Exercise.
Copy exactly the lines from the start of the data below through the one that carries "barrier class agrees.", and only those.

Stored items
//! Fuses adjacent urban polygons into larger ones, guided by a pluggable cost heuristic. The
//! merger works entirely on the read-side graph; the underlying faces and edges stay untouched,
//! only the polygon layer on top changes.

use std::collections::BTreeMap;

use anyhow::Result;

use geom::Ring;

use crate::classify::BarrierClassifier;
use crate::graph::EdgeID;
use crate::osm::is_tile_edge;
use crate::polygon_graph::PolygonGraph;

/// Only meaningful within one merge session; never content-addressed, never persisted.
#[derive(Clone, Copy, Debug, PartialEq, Eq, PartialOrd, Ord, Hash)]
pub struct PolygonID(pub usize);

impl std::fmt::Display for PolygonID {
    fn fmt(&self, f: &mut std::fmt::Formatter) -> std::fmt::Result {
        write!(f, "Polygon #{}", self.0)
    }
}

pub struct UrbanPolygon {
    pub id: PolygonID,
    /// Boundary edges, unordered. Each appears once.
    pub edges: Vec<EdgeID>,
    /// Accumulated over merges, so it counts swallowed inner geometry too.
    pub area: f64,
    pub ring: Ring,
    /// Classification label -> accumulated weight, merged additively.
    pub classes: BTreeMap<String, f64>,
    /// Polygons closed off by the synthetic tile frame rather than real barriers. They never
    /// merge and never count toward a target polygon count.
    pub touches_tile_edge: bool,
}

impl UrbanPolygon {
    pub fn dominant_class(&self) -> Option<&str> {
        self.classes
            .iter()
            .max_by(|a, b| a.1.partial_cmp(b.1).unwrap_or(std::cmp::Ordering::Equal))
            .map(|(label, _)| label.as_str())
    }
}

/// Scores a merge candidate; higher means merge sooner. The edge is the shared boundary between
/// the two polygons.
pub trait MergeCost {
    fn score(
        &self,
        graph: &PolygonGraph,
        shared_edge: EdgeID,
        a: &UrbanPolygon,
        b: &UrbanPolygon,
    ) -> f64;
}

/// Prefers fusing small, similarly-sized neighbors across a long shared boundary, and neighbors
/// whose dominant barrier class agrees.
pub struct DefaultCost;

impl MergeCost for DefaultCost {
    fn score(
        &self,
        graph: &PolygonGraph,
        shared_edge: EdgeID,
        a: &UrbanPolygon,
        b: &UrbanPolygon,
    ) -> f64 {
        let shared = graph.edge_length_meters(shared_edge);
        let perimeter = a
            .ring
            .perimeter_meters()
            .min(b.ring.perimeter_meters())
            .max(1.0);
        let boundary_gain = shared / perimeter;

        let bigger = a.area.max(b.area);
        let similarity = if bigger > 0.0 {
            a.area.min(b.area) / bigger
        } else {
            1.0
        };

        let class_bonus = match (a.dominant_class(), b.dominant_class()) {
            (Some(x), Some(y)) if x == y => 1.0,
            _ => 0.0,
        };

        boundary_gain + similarity + class_bonus
    }
}

/// One run of the merger. Owns the polygon arena and the edge ownership index; identifiers are
/// allocated from a counter scoped to this session.
pub struct MergeSession<'a> {
    graph: &'a PolygonGraph,
    next_id: usize,
    polygons: BTreeMap<PolygonID, UrbanPolygon>,
    owners: BTreeMap<EdgeID, Vec<PolygonID>>,
}

impl<'a> MergeSession<'a> {
    /// Seeds one polygon per stored face. Fails if any edge already has more than two owners;
    /// that means the face data upstream is corrupt.
    pub fn new(graph: &'a PolygonGraph, classifier: &BarrierClassifier) -> Result<MergeSession<'a>> {
        let mut session = MergeSession {
            graph,
            next_id: 0,
            polygons: BTreeMap::new(),
            owners: BTreeMap::new(),
        };
        for face in graph.faces() {
            let ring = match graph.face_ring(face) {
                Ok(ring) => ring,
                Err(err) => {
                    warn!("Skipping degenerate {}: {}", face, err);
                    continue;
                }
            };
            let mut edges: Vec<EdgeID> = graph
                .graph
                .face(face)
                .data
                .boundary
                .iter()
                .map(|(e, _)| *e)
                .collect();
            edges.sort();
            edges.dedup();

            let mut classes: BTreeMap<String, f64> = BTreeMap::new();
            let mut touches_tile_edge = false;
            for e in &edges {
                let tags = &graph.graph.edge(*e).data.tags;
                if is_tile_edge(tags) {
                    touches_tile_edge = true;
                }
                if let (Some(label), Some(weight)) =
                    (classifier.classify(tags), classifier.weight(tags))
                {
                    *classes.entry(label.to_string()).or_insert(0.0) += weight;
                }
            }

            let area = ring.area();
            let id = session.allocate(UrbanPolygon {
                id: PolygonID(0),
                edges,
                area,
                ring,
                classes,
                touches_tile_edge,
            });
            for e in session.polygons[&id].edges.clone() {
                session.claim(e, id)?;
            }
        }
        Ok(session)
    }

    fn allocate(&mut self, mut polygon: UrbanPolygon) -> PolygonID {
        let id = PolygonID(self.next_id);
        self.next_id += 1;
        polygon.id = id;
        self.polygons.insert(id, polygon);
        id
    }

    fn claim(&mut self, edge: EdgeID, id: PolygonID) -> Result<()> {
        let owners = self.owners.entry(edge).or_default();
        owners.push(id);
        if owners.len() > 2 {
            bail!("{} is owned by {} polygons", edge, owners.len());
        }
        Ok(())
    }

    /// How many polygons count toward a target. Tile-frame polygons are permanent fixtures.
    pub fn countable(&self) -> usize {
        self.polygons
            .values()
            .filter(|p| !p.touches_tile_edge)
            .count()
    }

    /// Fuses pairs until only `target_count` countable polygons remain or no candidate is left.
    /// Consumes the session and returns the surviving polygons.
    pub fn merge(mut self, target_count: usize, cost: &dyn MergeCost) -> Result<Vec<UrbanPolygon>> {
        // Sorted ascending by score; the best candidate pops off the end.
        let mut candidates: Vec<(f64, EdgeID, [PolygonID; 2])> = Vec::new();
        for (edge, owners) in &self.owners {
            if let Some(pair) = self.mergeable_pair(owners) {
                let score = cost.score(
                    self.graph,
                    *edge,
                    &self.polygons[&pair[0]],
                    &self.polygons[&pair[1]],
                );
                candidates.push((score, *edge, pair));
            }
        }
        candidates.sort_by(|a, b| a.0.partial_cmp(&b.0).unwrap_or(std::cmp::Ordering::Equal));

        while self.countable() > target_count {
            let (_, edge, pair) = match candidates.pop() {
                Some(c) => c,
                None => {
                    break;
                }
            };
            // Stale entries linger after their polygons merged away; the ownership index is the
            // source of truth.
            match self.owners.get(&edge) {
                Some(owners) if self.mergeable_pair(owners) == Some(pair) => {}
                _ => {
                    continue;
                }
            }

            let merged = self.fuse(pair[0], pair[1])?;

            // Re-score every surviving boundary edge of the new polygon
            for e in self.polygons[&merged].edges.clone() {
                if let Some(new_pair) = self.mergeable_pair(&self.owners[&e]) {
                    let score = cost.score(
                        self.graph,
                        e,
                        &self.polygons[&new_pair[0]],
                        &self.polygons[&new_pair[1]],
                    );
                    let idx = candidates
                        .binary_search_by(|probe| {
                            probe
                                .0
                                .partial_cmp(&score)
                                .unwrap_or(std::cmp::Ordering::Equal)
                        })
                        .unwrap_or_else(|idx| idx);
                    candidates.insert(idx, (score, e, new_pair));
                }
            }
        }

        info!(
            "Merge session done with {} polygons ({} countable)",
            self.polygons.len(),
            self.countable()
        );
        Ok(self.polygons.into_values().collect())
    }

    /// A pair eligible to fuse: exactly two distinct owners, neither pinned to the tile frame.
    fn mergeable_pair(&self, owners: &[PolygonID]) -> Option<[PolygonID; 2]> {
        if owners.len() != 2 || owners[0] == owners[1] {
            return None;
        }
        let mut pair = [owners[0], owners[1]];
        pair.sort();
        if self.polygons[&pair[0]].touches_tile_edge || self.polygons[&pair[1]].touches_tile_edge {
            return None;
        }
        Some(pair)
    }

    fn fuse(&mut self, a: PolygonID, b: PolygonID) -> Result<PolygonID> {
        let first = self.polygons.remove(&a).unwrap();
        let second = self.polygons.remove(&b).unwrap();

        // Edges in both are the shared boundary and vanish. Usually one, more if the polygons
        // touch along several edges.
        let mut kept: Vec<EdgeID> = Vec::new();
        let mut cancelled: Vec<EdgeID> = Vec::new();
        for e in first.edges.iter().chain(second.edges.iter()) {
            if first.edges.contains(e) && second.edges.contains(e) {
                if !cancelled.contains(e) {
                    cancelled.push(*e);
                }
            } else {
                kept.push(*e);
            }
        }

        let ring = self.graph.outer_ring(&kept)?;
        let mut classes = first.classes;
        for (label, weight) in second.classes {
            *classes.entry(label).or_insert(0.0) += weight;
        }

        let merged = self.allocate(UrbanPolygon {
            id: PolygonID(0),
            edges: kept.clone(),
            area: first.area + second.area,
            ring,
            classes,
            touches_tile_edge: first.touches_tile_edge || second.touches_tile_edge,
        });

        for e in cancelled {
            self.owners.remove(&e);
        }
        for e in kept {
            let owners = self.owners.get_mut(&e).unwrap();
            for owner in owners.iter_mut() {
                if *owner == a || *owner == b {
                    *owner = merged;
                }
            }
            if owners.len() > 2 {
                bail!("{} is owned by {} polygons after fusing", e, owners.len());
            }
        }
        Ok(merged)
    }
}

#[cfg(test)]
mod tests {
    use super::*;
    use crate::guid::{edge_guid, face_guid, vertex_guid};
    use crate::osm::{Tags, TILE_EDGE_KEY, TILE_EDGE_VALUE};
    use crate::polygon_graph::{PolyEdgeData, PolyFaceData};
    use geom::{LonLat, QuantizedPt};

    fn q(lon: f64, lat: f64) -> QuantizedPt {
        QuantizedPt::from_lonlat(LonLat::new(lon, lat), 14)
    }

    fn add_edge(pg: &mut PolygonGraph, a: QuantizedPt, b: QuantizedPt, tags: Tags) -> EdgeID {
        let v1 = pg.ensure_vertex(vertex_guid(a), a);
        let v2 = pg.ensure_vertex(vertex_guid(b), b);
        pg.ensure_edge(
            edge_guid(&[a, b]),
            v1,
            v2,
            PolyEdgeData {
                shape: Vec::new(),
                tags,
            },
        )
    }

    fn add_face(pg: &mut PolygonGraph, corners: &[QuantizedPt], boundary: Vec<(EdgeID, bool)>) {
        pg.add_face(PolyFaceData {
            guid: face_guid(corners),
            boundary,
            landuse: Vec::new(),
        });
    }

    fn road() -> Tags {
        let mut tags = Tags::new();
        tags.insert("highway".to_string(), "residential".to_string());
        tags
    }

    /// Two unit squares side by side, sharing one vertical edge.
    fn two_squares(left_tags: Tags, shared_tags: Tags) -> (PolygonGraph, EdgeID) {
        let mut pg = PolygonGraph::new();
        let p = [
            q(13.410, 52.510),
            q(13.412, 52.510),
            q(13.414, 52.510),
            q(13.414, 52.512),
            q(13.412, 52.512),
            q(13.410, 52.512),
        ];
        let shared = add_edge(&mut pg, p[1], p[4], shared_tags);

        let w1 = add_edge(&mut pg, p[0], p[1], left_tags);
        let w2 = add_edge(&mut pg, p[4], p[5], road());
        let w3 = add_edge(&mut pg, p[5], p[0], road());
        add_face(
            &mut pg,
            &[p[0], p[1], p[4], p[5]],
            vec![(w1, true), (shared, true), (w2, true), (w3, true)],
        );

        let e1 = add_edge(&mut pg, p[1], p[2], road());
        let e2 = add_edge(&mut pg, p[2], p[3], road());
        let e3 = add_edge(&mut pg, p[3], p[4], road());
        add_face(
            &mut pg,
            &[p[1], p[2], p[3], p[4]],
            vec![(e1, true), (e2, true), (e3, true), (shared, false)],
        );

        (pg, shared)
    }

    #[test]
    fn two_squares_fuse_into_rectangle() {
        let (pg, shared) = two_squares(road(), road());
        let classifier = BarrierClassifier::default_barriers();
        let session = MergeSession::new(&pg, &classifier).unwrap();
        assert_eq!(2, session.countable());

        let result = session.merge(1, &DefaultCost).unwrap();
        assert_eq!(1, result.len());
        let merged = &result[0];
        assert!(!merged.edges.contains(&shared));
        assert_eq!(6, merged.edges.len());
        // All 6 outline points survive, plus the closing repeat
        assert_eq!(7, merged.ring.points().len());
        // Areas were summed, and the class weights added up
        assert!(merged.area > 0.0);
        assert_eq!(Some("highway"), merged.dominant_class());
    }

    #[test]
    fn target_reached_stops_merging() {
        let (pg, _) = two_squares(road(), road());
        let classifier = BarrierClassifier::default_barriers();
        let session = MergeSession::new(&pg, &classifier).unwrap();
        let result = session.merge(2, &DefaultCost).unwrap();
        assert_eq!(2, result.len());
    }

    #[test]
    fn frame_polygons_never_fuse() {
        let mut frame = Tags::new();
        frame.insert(TILE_EDGE_KEY.to_string(), TILE_EDGE_VALUE.to_string());
        // The left square's far edge is part of the tile frame
        let (pg, _) = two_squares(frame, road());
        let classifier = BarrierClassifier::default_barriers();
        let session = MergeSession::new(&pg, &classifier).unwrap();
        // Only the right square counts
        assert_eq!(1, session.countable());

        let result = session.merge(0, &DefaultCost).unwrap();
        // Nothing could fuse: the only shared edge borders a frame polygon
        assert_eq!(2, result.len());
    }

    #[test]
    fn triple_ownership_is_fatal() {
        let (mut pg, shared) = two_squares(road(), road());
        // A third face also claiming the shared edge
        let p1 = q(13.412, 52.510);
        let p4 = q(13.412, 52.512);
        let t = q(13.413, 52.511);
        let x1 = add_edge(&mut pg, p4, t, road());
        let x2 = add_edge(&mut pg, t, p1, road());
        add_face(
            &mut pg,
            &[p1, p4, t],
            vec![(shared, true), (x1, true), (x2, true)],
        );
        let classifier = BarrierClassifier::default_barriers();
        assert!(MergeSession::new(&pg, &classifier).is_err());
    }
}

Answer space.
//! Fuses adjacent urban polygons into larger ones, guided by a pluggable cost heuristic. The
//! merger works entirely on the read-side graph; the underlying faces and edges stay untouched,
//! only the polygon layer on top changes.

use std::collections::BTreeMap;

use anyhow::Result;

use geom::Ring;

use crate::classify::BarrierClassifier;
use crate::graph::EdgeID;
use crate::osm::is_tile_edge;
use crate::polygon_graph::PolygonGraph;

/// Only meaningful within one merge session; never content-addressed, never persisted.
#[derive(Clone, Copy, Debug, PartialEq, Eq, PartialOrd, Ord, Hash)]
pub struct PolygonID(pub usize);

impl std::fmt::Display for PolygonID {
    fn fmt(&self, f: &mut std::fmt::Formatter) -> std::fmt::Result {
        write!(f, "Polygon #{}", self.0)
    }
}

pub struct UrbanPolygon {
    pub id: PolygonID,
    /// Boundary edges, unordered. Each appears once.
    pub edges: Vec<EdgeID>,
    /// Accumulated over merges, so it counts swallowed inner geometry too.
    pub area: f64,
    pub ring: Ring,
    /// Classification label -> accumulated weight, merged additively.
    pub classes: BTreeMap<String, f64>,
    /// Polygons closed off by the synthetic tile frame rather than real barriers. They never
    /// merge and never count toward a target polygon count.
    pub touches_tile_edge: bool,
}

impl UrbanPolygon {
    pub fn dominant_class(&self) -> Option<&str> {
        self.classes
            .iter()
            .max_by(|a, b| a.1.partial_cmp(b.1).unwrap_or(std::cmp::Ordering::Equal))
            .map(|(label, _)| label.as_str())
    }
}

/// Scores a merge candidate; higher means merge sooner. The edge is the shared boundary between
/// the two polygons.
pub trait MergeCost {
    fn score(
        &self,
        graph: &PolygonGraph,
        shared_edge: EdgeID,
        a: &UrbanPolygon,
        b: &UrbanPolygon,
    ) -> f64;
}

/// Prefers fusing small, similarly-sized neighbors across a long shared boundary, and neighbors
/// whose dominant barrier class agrees.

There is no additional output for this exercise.